Re: [2.4.26] overcommit_memory documentation clarification

From: Richard B. Johnson
Date: Sat May 08 2004 - 21:01:13 EST


On Sun, 9 May 2004, Vincent Lefevre wrote:

> Hi,
>
> The documentation of overcommit_memory in Documentation/sysctl/vm.txt
> should be clarified, as with the following simple program, malloc()
> never returns 0 on an official 2.4.26 kernel, even if overcommit_memory
> has been set to 0. Running it has the effect of having random processes
> killed, and eventually this process itself.

What made you think that malloc would return 0 if the system
was "out of memory??" Malloc will return NULL, which is not 0 BTW,
if you are out of address-space or have corrupted it by writing
past a previous allocation. Malloc's return value is a void *. It
should be compared against NULL, not zero.

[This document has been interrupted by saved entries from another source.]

//! Configuration loading and CLI overrides.

use std::collections::HashMap;
use std::{fs, path::Path};

use clap::Parser;
use serde::{Deserialize, Serialize};
use vless_core::defaults;
use vless_proto::Credential;

#[derive(Debug, Clone, Serialize, Deserialize)]
pub struct Config {
    pub server: ServerConfig,
    pub auth: AuthConfig,
    #[serde(default)]
    pub websocket: WebSocketConfig,
    #[serde(default)]
    pub metrics: MetricsConfig,
    #[serde(default)]
    pub logging: LoggingConfig,
}

#[derive(Debug, Clone, Serialize, Deserialize)]
pub struct ServerConfig {
    /// Listen address, e.g. "0.0.0.0:10000".
    pub listen: String,
    #[serde(default = "default_idle_timeout_secs")]
    pub idle_timeout_secs: u64,
    #[serde(default = "default_handshake_timeout_secs")]
    pub handshake_timeout_secs: u64,
    #[serde(default = "default_max_header_bytes")]
    pub max_header_bytes: usize,
    /// Maximum concurrent connections (None = unlimited)
    #[serde(default)]
    pub max_connections: Option<usize>,
    /// Buffer size for the relay (bytes).
    #[serde(default = "default_relay_buffer_size")]
    pub relay_buffer_size: usize,
    /// Upstream socket send buffer size (SO_SNDBUF). If 0, uses OS default.
    #[serde(default)]
    pub tcp_send_buffer: usize,
    /// Upstream socket receive buffer size (SO_RCVBUF). If 0, uses OS default.
    #[serde(default)]
    pub tcp_recv_buffer: usize,
    /// TCP listener backlog (pending connections queue size).
    #[serde(default = "default_connection_backlog")]
    pub connection_backlog: u32,
}

#[derive(Debug, Clone, Serialize, Deserialize)]
pub struct WebSocketConfig {
    /// Tunnel path marker; upgrade requests on any other path are rejected.
    #[serde(default = "default_ws_path")]
    pub path: String,
    /// Optional expected Host header; unset accepts any host.
    #[serde(default)]
    pub host: Option<String>,
    /// Max WebSocket frame/message size (0 = unlimited).
    #[serde(default = "default_ws_max_frame_bytes")]
    pub max_frame_bytes: usize,
}

impl Default for WebSocketConfig {
    fn default() -> Self {
        Self {
            path: default_ws_path(),
            host: None,
            max_frame_bytes: default_ws_max_frame_bytes(),
        }
    }
}

#[derive(Debug, Clone, Serialize, Deserialize)]
pub struct AuthConfig {
    /// Client credential as a UUID string, with or without dashes.
    pub uuid: String,
}

#[derive(Debug, Clone, Serialize, Deserialize, Default)]
pub struct MetricsConfig {
    pub listen: Option<String>,
}

#[derive(Debug, Clone, Serialize, Deserialize, Default)]
pub struct LoggingConfig {
    /// Base log level (trace, debug, info, warn, error).
    pub level: Option<String>,
    /// Output format (json, pretty, compact). Default: pretty.
    pub format: Option<String>,
    /// Output target (stdout, stderr). Default: stderr.
    pub output: Option<String>,
    /// Per-module log level overrides.
    #[serde(default)]
    pub filters: HashMap<String, String>,
}

#[derive(Debug, Clone, Parser, Default)]
pub struct CliOverrides {
    /// Override server listen address, e.g. 0.0.0.0:10000
    #[arg(long)]
    pub listen: Option<String>,
    /// Override the client credential UUID
    #[arg(long)]
    pub uuid: Option<String>,
    /// Override relay idle timeout (seconds)
    #[arg(long)]
    pub idle_timeout_secs: Option<u64>,
    /// Override handshake-read timeout (seconds)
    #[arg(long)]
    pub handshake_timeout_secs: Option<u64>,
    /// Override maximum upgrade header bytes
    #[arg(long)]
    pub max_header_bytes: Option<usize>,
    /// Override maximum concurrent connections (0 = unlimited)
    #[arg(long)]
    pub max_connections: Option<usize>,
    /// Override relay buffer size (bytes)
    #[arg(long)]
    pub relay_buffer_size: Option<usize>,
    /// Upstream socket send buffer size (SO_SNDBUF, 0 = OS default)
    #[arg(long)]
    pub tcp_send_buffer: Option<usize>,
    /// Upstream socket receive buffer size (SO_RCVBUF, 0 = OS default)
    #[arg(long)]
    pub tcp_recv_buffer: Option<usize>,
    /// Override TCP listener backlog size
    #[arg(long)]
    pub connection_backlog: Option<u32>,
    /// Override WebSocket tunnel path
    #[arg(long)]
    pub ws_path: Option<String>,
    /// Override expected WebSocket Host header
    #[arg(long)]
    pub ws_host: Option<String>,
    /// Override max WebSocket frame bytes (0 = unlimited)
    #[arg(long)]
    pub ws_max_frame_bytes: Option<usize>,
    /// Override metrics listen address
    #[arg(long)]
    pub metrics_listen: Option<String>,
    /// Override log level (trace/debug/info/warn/error)
    #[arg(long)]
    pub log_level: Option<String>,
}

#[derive(Debug, thiserror::Error)]
pub enum ConfigError {
    #[error("io: {0}")]
    Io(#[from] std::io::Error),
    #[error("json: {0}")]
    Json(#[from] serde_json::Error),
    #[error("yaml: {0}")]
    Yaml(#[from] serde_yaml::Error),
    #[error("toml: {0}")]
    Toml(#[from] toml::de::Error),
    #[error("unsupported config format")]
    UnsupportedFormat,
    #[error("validation: {0}")]
    Validation(String),
}

pub fn load_config(path: impl AsRef<Path>) -> Result<Config, ConfigError> {
    let path = path.as_ref();
    let data = fs::read_to_string(path)?;
    match path.extension().and_then(|s| s.to_str()).unwrap_or("") {
        "json" => Ok(serde_json::from_str(&data)?),
        "yaml" | "yml" => Ok(serde_yaml::from_str(&data)?),
        "toml" => Ok(toml::from_str(&data)?),
        _ => Err(ConfigError::UnsupportedFormat),
    }
}

pub fn apply_overrides(config: &mut Config, overrides: &CliOverrides) {
    if let Some(v) = &overrides.listen {
        config.server.listen = v.clone();
    }
    if let Some(v) = &overrides.uuid {
        config.auth.uuid = v.clone();
    }
    if let Some(v) = overrides.idle_timeout_secs {
        config.server.idle_timeout_secs = v;
    }
    if let Some(v) = overrides.handshake_timeout_secs {
        config.server.handshake_timeout_secs = v;
    }
    if let Some(v) = overrides.max_header_bytes {
        config.server.max_header_bytes = v;
    }
    if let Some(v) = overrides.max_connections {
        config.server.max_connections = if v == 0 { None } else { Some(v) };
    }
    if let Some(v) = overrides.relay_buffer_size {
        config.server.relay_buffer_size = v;
    }
    if let Some(v) = overrides.tcp_send_buffer {
        config.server.tcp_send_buffer = v;
    }
    if let Some(v) = overrides.tcp_recv_buffer {
        config.server.tcp_recv_buffer = v;
    }
    if let Some(v) = overrides.connection_backlog {
        config.server.connection_backlog = v;
    }
    if let Some(v) = &overrides.ws_path {
        config.websocket.path = v.clone();
    }
    if let Some(v) = &overrides.ws_host {
        config.websocket.host = Some(v.clone());
    }
    if let Some(v) = overrides.ws_max_frame_bytes {
        config.websocket.max_frame_bytes = v;
    }
    if let Some(v) = &overrides.metrics_listen {
        config.metrics.listen = Some(v.clone());
    }
    if let Some(v) = &overrides.log_level {
        config.logging.level = Some(v.clone());
    }
}

pub fn validate_config(config: &Config) -> Result<(), ConfigError> {
    if config.server.listen.trim().is_empty() {
        return Err(ConfigError::Validation("server.listen is empty".into()));
    }
    if Credential::from_uuid(&config.auth.uuid).is_err() {
        return Err(ConfigError::Validation(
            "auth.uuid is not a valid UUID".into(),
        ));
    }
    if config.server.idle_timeout_secs == 0 {
        return Err(ConfigError::Validation(
            "server.idle_timeout_secs must be > 0".into(),
        ));
    }
    if config.server.handshake_timeout_secs == 0 {
        return Err(ConfigError::Validation(
            "server.handshake_timeout_secs must be > 0".into(),
        ));
    }
    if config.server.max_header_bytes < 256 {
        return Err(ConfigError::Validation(
            "server.max_header_bytes too small (min 256)".into(),
        ));
    }
    if config.server.relay_buffer_size < 1024 {
        return Err(ConfigError::Validation(
            "server.relay_buffer_size must be >= 1024".into(),
        ));
    }
    if config.server.relay_buffer_size > 1024 * 1024 {
        return Err(ConfigError::Validation(
            "server.relay_buffer_size must be <= 1MB".into(),
        ));
    }
    if config.server.connection_backlog == 0 {
        return Err(ConfigError::Validation(
            "server.connection_backlog must be > 0".into(),
        ));
    }
    if !config.websocket.path.starts_with('/') {
        return Err(ConfigError::Validation(
            "websocket.path must start with '/'".into(),
        ));
    }
    Ok(())
}

// ============================================================================
// Default Value Functions (for serde)
// ============================================================================

/// Generate default value functions that forward to vless_core::defaults.
macro_rules! default_fns {
    ($($fn_name:ident => $const_name:ident : $ty:ty),* $(,)?) => {
        $(
            fn $fn_name() -> $ty {
                defaults::$const_name
            }
        )*
    };
}

/// Generate default value functions that return String from &str constants.
macro_rules! default_string_fns {
    ($($fn_name:ident => $const_name:ident),* $(,)?) => {
        $(
            fn $fn_name() -> String {
                defaults::$const_name.to_string()
            }
        )*
    };
}

default_fns! {
    default_idle_timeout_secs      => DEFAULT_IDLE_TIMEOUT_SECS: u64,
    default_handshake_timeout_secs => DEFAULT_HANDSHAKE_TIMEOUT_SECS: u64,
    default_max_header_bytes       => DEFAULT_MAX_HEADER_BYTES: usize,
    default_relay_buffer_size      => DEFAULT_RELAY_BUFFER_SIZE: usize,
    default_connection_backlog     => DEFAULT_CONNECTION_BACKLOG: u32,
    default_ws_max_frame_bytes     => DEFAULT_WS_MAX_FRAME_BYTES: usize,
}

default_string_fns! {
    default_ws_path => DEFAULT_WS_PATH,
}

When malloc() needs new "memory". It just asks the kernel to
set the new break address or, in the case of mmap() mallocs, asks
to extend a mapped region. Until somebody actually uses those
regions, you haven't used any memory. So there is no way for
malloc() to "know" ahead of time.

If you run a malloc() bomb from the root account you should
end up killing off a lot of processes. If you run it from
a normal user account, and you have set the user's resource
quotas properly, only the user should get into trouble.


Cheers,
Dick Johnson
Penguin : Linux version 2.4.26 on an i686 machine (5557.45 BogoMips).
Note 96.31% of all statistics are fiction.